There is an important debate taking place across the European economics blogosphere on the policy mix required to resolve the euro zone crisis. Simon Wren-Lewis provides a good overview here, with many useful links. The election outcomes in France and Greece will provide further impetus to this debate, though the likely direct results – e.g. a scaled-up European Investment Bank – are probably going to be of just marginal significance, even if they make good headlines.
The core problem is the difficulty of reconciling there fundamental goals of key actors: saving the euro; avoiding a large-scale transfer union that would involve significant transfers from core to the periphery; and sticking with current definitions of euro zone price stability.
The vulnerability of the euro has been demonstrated by the susceptibility to self-fulfilling runs on sovereigns (and banks) when they do not have their own central banks to act as lenders of last resort to the government in extremis.
As a partial replacement, the euro zone has developed lender of last resort mechanisms (e.g. the ESM and the ECB’s bond-buying programme). But these mechanisms entail risk of significant transfers from the strong to the weak within the euro zone. The stronger countries have shown a (limited) willingness to run the risk of such transfers, but have required greater assurance that countries will pursue reasonably disciplined policies. The Fiscal Compact must be seen in this light. (See Jacob Funk Kirkegaard here.)
Unfortunately, the massive growth challenge faced by the periphery casts grave doubt over whether this approach can work. As noted in an earlier post, a higher euro zone inflation target could significantly ease the growth challenge. But Germany in particular will be reluctant to allow this given their commitment to the overwhelming importance of price stability.
In the post linked to above, Simon Wren-Lewis provides a possible mix of policies that he thinks could be acceptable and would make a significant difference: (i) the ECB accepts a symmetric inflation target around 2 percent; (ii) the need for inflation above 2 percent in stronger countries such as Germany is explicitly recognised; (iii) the ECB stands ready to cap individual-country bond yields, potentially giving easing the market constraint on their fiscal policies; and (iv) if monetary policy is not sufficient to achieve the 2 percent inflation target, the aggregate fiscal policy stance of the euro zone is used to ensure the target is met.
On the last point, the message from Marco Buti and Lucio Pench in this Vox piece is important. (Marco Buti has been an important intellectual force behind the development of the Stability and Growth Pact.) They note that the EDP is sufficiently flexible to allow the aggregate fiscal stance in the euro zone to be taken into account.

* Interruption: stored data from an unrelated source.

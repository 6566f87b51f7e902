// This file is part of the terraform-provider-huaweicloud project
//
// Copyright (C) ANEO, 2024-2024. All rights reserved.
//
// Licensed under the Apache License, Version 2.0 (the "License")
// you may not use this file except in compliance with the License.
// You may obtain a copy of the License at
//
//     http://www.apache.org/licenses/LICENSE-2.0
//
// Unless required by applicable law or agreed to in writing, software
// distributed under the License is distributed on an "AS IS" BASIS,
// WITHOUT WARRANTIES OR CONDITIONS OF ANY KIND, either express or implied.
// See the License for the specific language governing permissions and
// limitations under the License.

//! Terraform and OpenTofu provider for Huawei Cloud
//!
//! The provider manages VPCs, subnets, route tables, security groups and RDS instances.
//! Every resource talks to the regional service endpoints through a signed [`client::Client`]
//! shared by the [`HuaweiCloudProvider`] once it is configured.

pub mod client;
pub mod config;
pub mod diff;
pub mod pagination;
pub mod provider;
pub mod rds;
pub mod secgroup;
pub mod tags;
pub mod vpc;
pub mod wait;

mod utils;

pub use provider::HuaweiCloudProvider;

Concerning the response to shocks, it needs stressing that the Stability and Growth Pact explicitly allows for the playing of automatic stabilisers around the adjustment path, that is, the adjustment is formulated in structural terms. Acknowledging the problems inherent in the measurement of structural balances, the framework calls for an ‘in-depth analysis’ of the reasons behind a country’ s failure to meet the budgetary targets, including revisions in potential growth and endogenous changes in revenue elasticities. To these elements of flexibility, the recent reform has added the possibility of extending deadlines for the correction of the excessive deficits irrespective of a country’s individual predicament, if the situation of the Eurozone or the EU as a whole calls for a relaxation of fiscal policy.
Saving the euro, avoiding large-scale transfers and sticking with the current definition of price stability may be an “impossible trinity”. The effort to find economically workable and politically saleable combinations of policies shows the European blogosphere at its best.